Я с Гостомыслом смотрел вслед уплывающему судну. За два неполных дня я успел привязаться к этой девушке. Чистосердечность и легкая наивность, которую так редко можно увидеть в моем времени, были свойственны Умиле и делали ее потрясающе обаятельной.

Запах реки приятно расслаблял. Гомон города за спиной убаюкивал. В руках у меня был отрез ткани для матери и подаренная мне свеча. Я снова вспомнил о предстоящем знакомстве с матерью Ларса. Встреча с новыми родственниками вызывала беспокойство.

– Она так и не смогла помириться с Руяной, – прошептал отец.

Так вот почему дочь не дождалась приезда матери. Теперь понятно, почему Умила умчалась раньше приезда Руяны. Между ними какая-то кошка пробежала.

– Что они не поделили? – не сдержав любопытство, поинтересовался я.

Отец удивленно посмотрел на меня, но потом, вспомнив, наверное, про мою амнезию, снова взглянул на удаляющееся суденышко, превратившееся в точку.

– Руяна была против брака с Годславом, а я ничего не мог поделать. Я всегда баловал Умилу, – с улыбкой начал рассказывать отец, – она всегда останется в моих глазах ребенком. Годслав раньше был очень жесток, хитер и коварен. Брак с его родом дал нам большие преимущества. Иногда мне кажется, что только благодаря этому браку словенское племя смогло набрать нужную силу для того, чтобы быть на равных с соседями. Руяна боялась, что жестокий Годслав будет обижать Умилу, поэтому делала все, чтобы этот брак не состоялся. Я не знаю, что именно произошло в тот день между ними, но однажды Умила сбежала с Годславом. Мне пришлось собираться в поход. – Гостомысл широко улыбнулся. – Шел на войну, а в итоге попал на свадьбу. С тех пор Умила не общается с матерью, а Руяна слишком горда, чтобы сделать шаг к примирению.

Вот уж страсти какие. Средневековые семейные разборки. Эта ситуация много говорит о матери Ларса. И это еще больше заставляет меня нервничать в преддверии встречи с Руяной.

– Ступай к себе, сын. – Гостомысл положил руку на мое плечо и успокаивающе похлопал.

Я пошел в свою избушку. Зайдя в нее, я первым делом закрыл дверь изнутри и зажег свечу, умудрившись раскопать уголек в полупотухшей печи. Подарок для матери положил на кровать. Отодвинув стол, заметил небольшое металлическое кольцо, прикрученное к бревенчатому полу.
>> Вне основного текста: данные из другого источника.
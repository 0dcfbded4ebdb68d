// External batting data sources.
//
// `StatsProvider` is the seam between the dashboard and the network. The
// live implementation splits work between the Statcast search CSV endpoint
// (plate appearances) and the MLB Stats API (lookup, bio, season lines).
// `CachedProvider` memoizes any provider per operation and arguments.

pub mod cached;
pub mod mlb;
pub mod savant;

use std::time::Duration;

use async_trait::async_trait;
use chrono::{Days, NaiveDate};
use slugline_core::config::ProviderConfig;
use thiserror::Error;

use crate::player::{PlayerBio, PlayerId, PlayerMatch};
use crate::stats::events::RawPlateAppearance;
use crate::stats::season::SeasonBatting;

pub use cached::CachedProvider;
pub use mlb::MlbStatsClient;
pub use savant::SavantClient;

// ---------------------------------------------------------------------------
// Error types
// ---------------------------------------------------------------------------

#[derive(Debug, Error)]
pub enum ProviderError {
    #[error("request to {url} failed: {source}")]
    Http {
        url: String,
        source: reqwest::Error,
    },

    #[error("{url} returned HTTP {status}")]
    Status { url: String, status: u16 },

    #[error("failed to read CSV response: {0}")]
    Csv(#[from] csv::Error),

    #[error("failed to decode JSON response: {0}")]
    Json(#[from] serde_json::Error),

    #[error("could not build HTTP client: {0}")]
    Client(String),
}

// ---------------------------------------------------------------------------
// Query window
// ---------------------------------------------------------------------------

/// Inclusive date range for a plate-appearance query.
#[derive(Debug, Clone, Copy, PartialEq, Eq, Hash)]
pub struct DateWindow {
    pub start: NaiveDate,
    pub end: NaiveDate,
}

impl DateWindow {
    /// The `days` days ending at `end`.
    pub fn trailing(end: NaiveDate, days: u32) -> Self {
        let start = end
            .checked_sub_days(Days::new(u64::from(days)))
            .unwrap_or(NaiveDate::MIN);
        DateWindow { start, end }
    }
}

// ---------------------------------------------------------------------------
// Provider trait
// ---------------------------------------------------------------------------

#[async_trait]
pub trait StatsProvider: Send + Sync {
    /// Resolve a free-text name to a single player. `Ok(None)` when nothing
    /// matches.
    async fn lookup_player(&self, name: &str) -> Result<Option<PlayerMatch>, ProviderError>;

    /// Pitch-level Statcast rows for a batter over `window`.
    async fn plate_appearances(
        &self,
        id: PlayerId,
        window: DateWindow,
    ) -> Result<Vec<RawPlateAppearance>, ProviderError>;

    async fn player_bio(&self, id: PlayerId) -> Result<Option<PlayerBio>, ProviderError>;

    /// Hitting lines for one season, one row per team stint.
    async fn season_batting(
        &self,
        id: PlayerId,
        season: i32,
    ) -> Result<Vec<SeasonBatting>, ProviderError>;

    /// Every major-league season on record, oldest first.
    async fn career_batting(&self, id: PlayerId) -> Result<Vec<SeasonBatting>, ProviderError>;
}

// ---------------------------------------------------------------------------
// Live provider
// ---------------------------------------------------------------------------

/// Network-backed provider combining both clients.
pub struct LiveProvider {
    savant: SavantClient,
    mlb: MlbStatsClient,
}

impl LiveProvider {
    pub fn new(savant: SavantClient, mlb: MlbStatsClient) -> Self {
        Self { savant, mlb }
    }

    /// Build both clients sharing one HTTP connection pool.
    pub fn from_config(config: &ProviderConfig) -> Result<Self, ProviderError> {
        let http = build_http_client(config.request_timeout_secs)?;
        Ok(Self::new(
            SavantClient::new(http.clone(), config.statcast_url.clone()),
            MlbStatsClient::new(http, config.stats_api_url.clone()),
        ))
    }
}

#[async_trait]
impl StatsProvider for LiveProvider {
    async fn lookup_player(&self, name: &str) -> Result<Option<PlayerMatch>, ProviderError> {
        self.mlb.lookup_player(name).await
    }

    async fn plate_appearances(
        &self,
        id: PlayerId,
        window: DateWindow,
    ) -> Result<Vec<RawPlateAppearance>, ProviderError> {
        self.savant.plate_appearances(id, window).await
    }

    async fn player_bio(&self, id: PlayerId) -> Result<Option<PlayerBio>, ProviderError> {
        self.mlb.player_bio(id).await
    }

    async fn season_batting(
        &self,
        id: PlayerId,
        season: i32,
    ) -> Result<Vec<SeasonBatting>, ProviderError> {
        self.mlb.season_batting(id, season).await
    }

    async fn career_batting(&self, id: PlayerId) -> Result<Vec<SeasonBatting>, ProviderError> {
        self.mlb.career_batting(id).await
    }
}

pub(crate) fn build_http_client(timeout_secs: u64) -> Result<reqwest::Client, ProviderError> {
    reqwest::Client::builder()
        .timeout(Duration::from_secs(timeout_secs))
        .user_agent(concat!("slugline/", env!("CARGO_PKG_VERSION")))
        .build()
        .map_err(|e| ProviderError::Client(e.to_string()))
}

/// Send a GET and return the body text, mapping transport and status
/// failures to `ProviderError`.
pub(crate) async fn get_text(
    request: reqwest::RequestBuilder,
    url: &str,
) -> Result<String, ProviderError> {
    let http_err = |source| ProviderError::Http {
        url: url.to_string(),
        source,
    };
    let response = request.send().await.map_err(http_err)?;
    let status = response.status();
    if !status.is_success() {
        return Err(ProviderError::Status {
            url: url.to_string(),
            status: status.as_u16(),
        });
    }
    response.text().await.map_err(http_err)
}

// ---------------------------------------------------------------------------
// Test helpers
// ---------------------------------------------------------------------------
С помощью несложных манипуляций я смог открыть подземную часть своего жилища. Дверца оказалась небольшой, но достаточной для того, чтобы я смог протиснуться в проем. Внизу оказалась лесенка. Осторожно ступая по ступеням и стараясь не уронить освещающую мой путь свечу, я спустился вниз.

Вытянув руку, я осторожно водил своим древним фонарем из стороны в сторону. Полушоковое состояние ничто по сравнению с тем, как сильно отвисла моя челюсть. Откуда все это у семнадцатилетнего Ларса?

Подвальный этаж моей избушки был шире самой избы, размером пять на пять метров. Под неярким светом свечи видны богатства, которые вызывают ряд настораживающих мыслей о происхождении этих предметов. Здесь были и сундуки с материей – не шелк, но что-то похожее, и различные предметы утвари, причем не только серебряные. Были и книги на латыни, сложенные стопкой.

Но удивили меня больше всего не сундуки с тканями и стопки книг. В центре помещения возле ящиков с вином стояла картина. Именно она привлекла больше всего внимания. Ай да Ларс, ай да негодник. Подобное полотно даже в мое время относилось бы к «шедеврам» на грани эротики и откровенной порнографии. Голая женщина с таким же мужчиной переплелись телами в любовном экстазе. Для девятого века такая живопись более чем провокационная. Если обратить внимание на колонны и оливковые деревья, то изображение передает событие древнегреческой эпохи. Даже думать не хочу, зачем молодому Ларсу подобная картина, причем, судя по ее местоположению, она центральный экспонат всего этого богатства. Пубертатный период парня, наверное, был тяжелым. Может, картина его спасала.